Great reliance is placed in the majority opinion on a decision by an intermediate Illinois appellate court, Ostergard v. Frisch, 333 Ill.App. 359, 77 N.E.2d 537, where an owner was held liable for leaving, contrary to statute, an automobile unlocked with the key in the ignition while such automobile was parked on a city
*637street. It can hardly be said that this decision establishes the controlling law which governs here. Illinois courts have insisted that a plaintiff prove that the negligence of a defendant was the proximate cause of his injuries even in cases involving explosives like nitroglycerin, Bunyan v. American Glycerin Co., 230 Ill.App. 351, and dynamite, Haas v. Herdman, 284 Ill.App. 103, 1 N.E.2d 568. The plaintiff in Matijevich v. Dolese & Shepard Co., 261 Ill.App. 498, was ten years of age and was injured by the explosion of dynamite caps which had been taken from defendant’s quarry by plaintiff and a companion. After taking the caps home a match was applied to one of the caps and an explosion occurred. The court held that the plaintiff could not recover as a matter of law, citing Anderson v. Karstens, 218 Ill.App. 285. In the Anderson case the defendant was a contractor who left cans of gasoline upon his lot where sand was piled in which children were known to play. The plaintiff, about eight years old, and some other young children carried some of the cans to an alley. Some one or more of them poured the contents of one can into a larger one and dropped a lighted match into it. Plaintiff was burned in the explosion which followed. The court said: “This ease, as we view the evidence, discloses that there was the intervention of another and independent element which broke the relation of cause and effect and the supposed negligence of the defendant was, therefore, not the proximate cause of plaintiff’s injury. This intervening cause in this case was the act or acts of other lads who carried the cans from defendant’s lot into the alley, poured the contents of one can into the other and then applied the lighted matches which directly brought about the explosion.”

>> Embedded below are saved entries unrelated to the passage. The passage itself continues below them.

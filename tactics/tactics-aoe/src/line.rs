//! Line-shaped areas.

use grid_spatial::{GridPoint, trace_line};

/// Returns the tiles of a line area from `start` to `end`, both included.
///
/// The line is not stopped by obstacles; filter with
/// [`grid_spatial::first_blocker`] when the effect should be.
///
/// # Example
///
/// ```
/// use tactics_aoe::line_tiles;
/// use grid_spatial::GridPoint;
///
/// let bolt = line_tiles(GridPoint::new(0, 0), GridPoint::new(-3, 3));
/// assert_eq!(bolt.len(), 4);
/// assert_eq!(bolt[3], GridPoint::new(-3, 3));
/// ```
#[must_use]
pub fn line_tiles(start: GridPoint, end: GridPoint) -> Vec<GridPoint> {
    trace_line(start, end)
}

#[cfg(test)]
mod tests {
    use super::*;

    #[test]
    fn test_matches_trace_line() {
        let start = GridPoint::new(2, -1);
        let end = GridPoint::new(9, 3);
        assert_eq!(line_tiles(start, end), trace_line(start, end));
    }

    #[test]
    fn test_single_tile() {
        let tile = GridPoint::new_3d(1, 1, 1);
        assert_eq!(line_tiles(tile, tile), vec![tile]);
    }
}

The majority emphasizes that the defendant moved for summary judgment as did the plaintiffs, and seems to argue that therefore our court is precluded from saying that there is a dispute as to material facts herein. Undoubtedly government counsel were convinced of the soundness of their position as a matter of law when moving for summary judgment. At that time they might -have been willing to stipulate a statement of facts as contended for by the plaintiffs. Even so, the record before us clearly discloses that there are issues of material facts and we should not close our eyes to that which plainly appears. I think that we should examine the record to ascertain whether or not there are issues of material facts, regardless of concessions or stipulations made by government counsel,1 and, finding that such exist, we should order a trial.
I agree that the judgment below should be reversed, but feel that the case should be remanded for a trial on the merits.

. As indicated in the concurring opinion in United States v. Bowman Dairy Co., 7 Cir., 185 F.2d 159, which concurring opinion held that the government was not bound by a concession made by government counsel on oral argument.